Lucas Peralles

O que sustenta uma mudança de hábitos de verdade, segundo a Clínica Peralles

A maioria das tentativas de mudar um hábito alimentar não fracassa por falta de informação. Fracassa nas primeiras semanas, quando a decisão inicial deixa de bastar e a rotina antiga volta a se impor, mesmo com a pessoa sabendo exatamente o que deveria fazer diferente e por que aquilo importa para o resultado que busca.

A lacuna entre saber o que fazer e sustentar a mudança orienta parte do trabalho de Lucas Peralles, fundador do Método LP, e explica por que a Clínica Peralles trata mudança de hábitos como processo estruturado, não como decisão pontual tomada num único dia de motivação alta e passageira. A diferença entre os dois modelos aparece justamente quando a rotina volta ao normal depois das primeiras semanas de entusiasmo.

O que faz um hábito alimentar se sustentar ao longo do tempo?

Um hábito se firma quando a ação deixa de exigir decisão consciente a cada repetição, um processo que a neurociência do comportamento associa à formação de circuitos automáticos no cérebro. O processo leva tempo, geralmente semanas seguidas, e depende menos de intensidade do que de repetição constante num mesmo contexto, sempre no mesmo horário e sob as mesmas condições.

Trocar o café da manhã todos os dias no mesmo horário sustenta mudança melhor do que reformular o cardápio inteiro numa única semana, porque a repetição no mesmo contexto reduz o esforço mental necessário a cada nova tentativa. Quanto menor esse esforço, maior a chance de o comportamento se manter sem depender de disposição elevada em cada refeição.

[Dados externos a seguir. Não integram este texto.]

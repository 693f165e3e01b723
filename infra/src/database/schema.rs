//! Schema owned by SessionGuard.
//!
//! Statements are idempotent and run in order at startup.

/// Registered users
pub const CREATE_USERS: &str = r#"
CREATE TABLE IF NOT EXISTS users (
    id            BIGINT UNSIGNED NOT NULL AUTO_INCREMENT,
    first_name    VARCHAR(100)    NOT NULL,
    last_name     VARCHAR(100)    NOT NULL,
    email         VARCHAR(255)    NOT NULL,
    password_hash VARCHAR(255)    NOT NULL,
    created_at    DATETIME(6)     NOT NULL,
    updated_at    DATETIME(6)     NOT NULL,
    PRIMARY KEY (id),
    UNIQUE KEY uk_users_email (email)
) ENGINE=InnoDB DEFAULT CHARSET=utf8mb4
"#;

/// Revocation list, keyed by the SHA-256 hex digest of the token
pub const CREATE_REVOKED_TOKENS: &str = r#"
CREATE TABLE IF NOT EXISTS revoked_tokens (
    token_hash CHAR(64)    NOT NULL,
    expires_at DATETIME(6) NOT NULL,
    created_at DATETIME(6) NOT NULL DEFAULT CURRENT_TIMESTAMP(6),
    PRIMARY KEY (token_hash),
    KEY idx_revoked_tokens_expires_at (expires_at)
) ENGINE=InnoDB DEFAULT CHARSET=utf8mb4
"#;

pub const STATEMENTS: [&str; 2] = [CREATE_USERS, CREATE_REVOKED_TOKENS];
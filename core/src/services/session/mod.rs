//! Session termination.

mod logout;

pub use logout::{LogoutOutcome, LogoutPolicy, LogoutService, LogoutState};
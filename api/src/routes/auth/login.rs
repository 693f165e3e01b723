use actix_web::{web, HttpResponse};
use sg_core::repositories::{RevocationRepository, UserRepository};
use sg_shared::ApiResponse;
use validator::Validate;

use super::AppState;
use crate::dto::auth::{LoginRequest, TokenPairResponse};
use crate::handlers::error::{handle_domain_error, validation_failure};

/// Handler for POST /auth/login
///
/// Exchanges email and password for an access/refresh token pair.
///
/// ## Errors
/// - 400 Bad Request: empty email or password
/// - 401 Unauthorized: unknown email or wrong password (indistinguishable)
pub async fn login<R, U>(
    state: web::Data<AppState<R, U>>,
    request: web::Json<LoginRequest>,
) -> HttpResponse
where
    R: RevocationRepository + 'static,
    U: UserRepository + 'static,
{
    if let Err(errors) = request.validate() {
        return handle_domain_error(&validation_failure(errors));
    }

    match state
        .account_service
        .login(&request.email, &request.password)
        .await
    {
        Ok((_, pair)) => HttpResponse::Ok().json(ApiResponse::success(
            "Login successful",
            TokenPairResponse::from(pair),
        )),
        Err(error) => handle_domain_error(&error),
    }
}
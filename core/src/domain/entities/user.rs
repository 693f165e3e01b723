//! User identity resolved by the token engine.

use chrono::{DateTime, Utc};
use serde::{Deserialize, Serialize};

/// User entity representing a registered account
#[derive(Debug, Clone, PartialEq, Eq, Serialize, Deserialize)]
pub struct User {
    /// Durable identifier, carried as `user_id` in every token
    pub id: u64,

    pub first_name: String,
    pub last_name: String,

    /// Email address, unique across users
    pub email: String,

    /// bcrypt digest of the password; never serialised
    #[serde(skip_serializing, default)]
    pub password_hash: String,

    /// Timestamp when the user was created
    pub created_at: DateTime<Utc>,

    /// Timestamp when the user was last updated
    pub updated_at: DateTime<Utc>,
}

impl User {
    /// Builds the stored user from a new-user record once an id is assigned
    pub fn from_new(id: u64, new_user: NewUser, now: DateTime<Utc>) -> Self {
        Self {
            id,
            first_name: new_user.first_name,
            last_name: new_user.last_name,
            email: new_user.email,
            password_hash: new_user.password_hash,
            created_at: now,
            updated_at: now,
        }
    }

    pub fn full_name(&self) -> String {
        format!("{} {}", self.first_name, self.last_name).trim().to_string()
    }
}

/// User record before it has been persisted
#[derive(Debug, Clone, PartialEq, Eq)]
pub struct NewUser {
    pub first_name: String,
    pub last_name: String,
    pub email: String,
    pub password_hash: String,
}
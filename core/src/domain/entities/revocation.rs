//! Revocation list entries.

use chrono::{DateTime, Utc};
use serde::{Deserialize, Serialize};

/// A token that was explicitly invalidated until `expires_at`.
///
/// The list is a denylist: absence of an entry means "not known to be
/// revoked", never "valid".
#[derive(Debug, Clone, PartialEq, Eq, Serialize, Deserialize)]
pub struct RevocationEntry {
    /// The revoked token string
    pub token: String,

    /// End of the revocation window, independent of the token's own `exp`
    pub expires_at: DateTime<Utc>,
}

impl RevocationEntry {
    pub fn new(token: impl Into<String>, expires_at: DateTime<Utc>) -> Self {
        Self {
            token: token.into(),
            expires_at,
        }
    }

    /// An entry still revokes its token while `expires_at > now`
    pub fn is_active_at(&self, now: DateTime<Utc>) -> bool {
        self.expires_at > now
    }
}

#[cfg(test)]
mod tests {
    use super::*;
    use chrono::Duration;

    #[test]
    fn test_entry_window_is_exclusive_at_expiry() {
        let now = Utc::now();
        let entry = RevocationEntry::new("token", now + Duration::minutes(5));

        assert!(entry.is_active_at(now));
        assert!(!entry.is_active_at(now + Duration::minutes(5)));
        assert!(!entry.is_active_at(now + Duration::minutes(6)));
    }
}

Por que a força de vontade sozinha não sustenta a mudança?

Força de vontade funciona como recurso limitado, que se esgota ao longo do dia à medida que a pessoa toma decisões, das mais simples às mais complexas. Depender dela para manter uma mudança de hábito costuma funcionar nas primeiras semanas e falhar exatamente nos momentos de maior cansaço ou pressão externa, quando menos sobra energia para escolhas conscientes.

Lucas Peralles
Lucas Peralles

O padrão observado por Lucas Peralles considera que ambientes mal estruturados, sem preparo prévio de refeições ou sem rotina de horários bem definida, exigem mais força de vontade do que o necessário em cada decisão do dia. Reduzir essa exigência, ajustando o ambiente antes de cobrar disciplina, tende a sustentar resultado por mais tempo do que qualquer apelo isolado à motivação.

Como a Clínica Peralles estrutura a mudança de hábitos na prática?

Na Clínica Peralles, o acompanhamento parte de um hábito por vez, escolhido junto com a pessoa a partir do que já funciona na rotina dela, não de uma lista padronizada aplicada a qualquer paciente que chegue para atendimento. A escolha considera horário de trabalho, orçamento disponível, histórico de tentativas anteriores e o que a própria pessoa já reconhece como ponto de maior dificuldade.

Lucas Peralles explica, nas orientações que guiam o atendimento, que revisar um hábito antes de introduzir o próximo evita a sobrecarga que costuma derrubar planos ambiciosos demais. A sequência, com um ajuste de cada vez revisado antes do próximo, compõe um dos pilares centrais do Método LP desde sua formulação original, muito antes de a discussão sobre mudança de comportamento ganhar espaço fora dos consultórios de saúde.

Mudança de hábitos como processo contínuo, não decisão isolada

Tratar mudança de hábito como processo contínuo desloca a expectativa de resultado imediato para acompanhamento de médio prazo, o que reduz a frustração comum quando o progresso não aparece de forma linear. Recaídas pontuais deixam de significar fracasso e passam a ser parte esperada de qualquer processo real de mudança, revisado e ajustado conforme a rotina de quem o segue.

A mudança de expectativa sustenta boa parte da abordagem de Lucas Peralles diante de pacientes que já tentaram outros métodos sem sucesso duradouro. Hábito que se sustenta não nasce de uma única decisão bem tomada num dia isolado, nasce de ajustes pequenos, revisados com regularidade ao longo de meses de acompanhamento próximo e constante.